:: What you should do ::
Every entry below needs to be repeated exactly.

:: Material for the task ::
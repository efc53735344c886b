//! Claimant-facing expense operations
//!
//! Submission, edits and deletion. Review transitions go through
//! [`ApprovalAuthority`](crate::approval::ApprovalAuthority).

use std::sync::Arc;

use tracing::{debug, info};

use core_kernel::{ExpenseId, UserId};
use crate::error::ExpenseError;
use crate::expense::{Expense, ExpenseRevision, NewExpense};
use crate::policy::PolicyEvaluator;
use crate::ports::ExpenseStore;

/// Service for submitting and maintaining expense claims
pub struct ExpenseService {
    store: Arc<dyn ExpenseStore>,
    evaluator: PolicyEvaluator,
}

impl ExpenseService {
    pub fn new(store: Arc<dyn ExpenseStore>, evaluator: PolicyEvaluator) -> Self {
        Self { store, evaluator }
    }

    /// Submits a new claim; policy violations are recorded, never enforced
    pub async fn submit(&self, new: NewExpense) -> Result<Expense, ExpenseError> {
        let expense = Expense::submit(new, &self.evaluator)?;
        self.store.insert(&expense).await?;

        info!(
            expense_id = %expense.id,
            claimant = %expense.claimant_id,
            amount = %expense.amount,
            violations = expense.policy_violations.len(),
            "Expense submitted"
        );
        Ok(expense)
    }

    /// Retrieves an expense
    pub async fn get(&self, id: ExpenseId) -> Result<Expense, ExpenseError> {
        self.store
            .get(id)
            .await
            .map_err(|e| ExpenseError::from_store(id, e))
    }

    /// Edits a pending claim owned by `claimant`
    pub async fn revise(
        &self,
        claimant: UserId,
        id: ExpenseId,
        revision: ExpenseRevision,
    ) -> Result<Expense, ExpenseError> {
        let mut expense = self.owned(claimant, id).await?;
        expense.revise(revision, &self.evaluator)?;
        self.store
            .update_pending(&expense)
            .await
            .map_err(|e| ExpenseError::from_store(id, e))?;

        debug!(expense_id = %id, "Expense revised");
        Ok(expense)
    }

    /// Deletes a pending claim owned by `claimant`
    pub async fn delete(&self, claimant: UserId, id: ExpenseId) -> Result<(), ExpenseError> {
        let expense = self.owned(claimant, id).await?;
        expense.ensure_deletable()?;
        self.store
            .delete_pending(id)
            .await
            .map_err(|e| ExpenseError::from_store(id, e))?;

        info!(expense_id = %id, "Expense deleted");
        Ok(())
    }

    async fn owned(&self, claimant: UserId, id: ExpenseId) -> Result<Expense, ExpenseError> {
        let expense = self.get(id).await?;
        if expense.claimant_id != claimant {
            return Err(ExpenseError::Forbidden(
                "Only the claimant may change this expense".to_string(),
            ));
        }
        Ok(expense)
    }
}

:: Response area ::
repository efc53735344c886b
//! Claimant-facing expense operations
//!
//! Submission, edits and deletion. Review transitions go through
//! [`ApprovalAuthority`](crate::approval::ApprovalAuthority).

use std::sync::Arc;

use tracing::{debug, info};

use core_kernel::{ExpenseId, UserId};
use crate::error::ExpenseError;
use crate::expense::{Expense, ExpenseRevision, NewExpense};
use crate::policy::PolicyEvaluator;
use crate::ports::ExpenseStore;

/// Service for submitting and maintaining expense claims
pub struct ExpenseService {
    store: Arc<dyn ExpenseStore>,
    evaluator: PolicyEvaluator,
}

impl ExpenseService {
    pub fn new(store: Arc<dyn ExpenseStore>, evaluator: PolicyEvaluator) -> Self {
        Self { store, evaluator }
    }

    /// Submits a new claim; policy violations are recorded, never enforced
    pub async fn submit(&self, new: NewExpense) -> Result<Expense, ExpenseError> {
        let expense = Expense::submit(new, &self.evaluator)?;
        self.store.insert(&expense).await?;

        info!(
            expense_id = %expense.id,
            claimant = %expense.claimant_id,
            amount = %expense.amount,
            violations = expense.policy_violations.len(),
            "Expense submitted"
        );
        Ok(expense)
    }

    /// Retrieves an expense
    pub async fn get(&self, id: ExpenseId) -> Result<Expense, ExpenseError> {
        self.store
            .get(id)
            .await
            .map_err(|e| ExpenseError::from_store(id, e))
    }

    /// Edits a pending claim owned by `claimant`
    pub async fn revise(
        &self,
        claimant: UserId,
        id: ExpenseId,
        revision: ExpenseRevision,
    ) -> Result<Expense, ExpenseError> {
        let mut expense = self.owned(claimant, id).await?;
        expense.revise(revision, &self.evaluator)?;
        self.store
            .update_pending(&expense)
            .await
            .map_err(|e| ExpenseError::from_store(id, e))?;

        debug!(expense_id = %id, "Expense revised");
        Ok(expense)
    }

    /// Deletes a pending claim owned by `claimant`
    pub async fn delete(&self, claimant: UserId, id: ExpenseId) -> Result<(), ExpenseError> {
        let expense = self.owned(claimant, id).await?;
        expense.ensure_deletable()?;
        self.store
            .delete_pending(id)
            .await
            .map_err(|e| ExpenseError::from_store(id, e))?;

        info!(expense_id = %id, "Expense deleted");
        Ok(())
    }

    async fn owned(&self, claimant: UserId, id: ExpenseId) -> Result<Expense, ExpenseError> {
        let expense = self.get(id).await?;
        if expense.claimant_id != claimant {
            return Err(ExpenseError::Forbidden(
                "Only the claimant may change this expense".to_string(),
            ));
        }
        Ok(expense)
    }
}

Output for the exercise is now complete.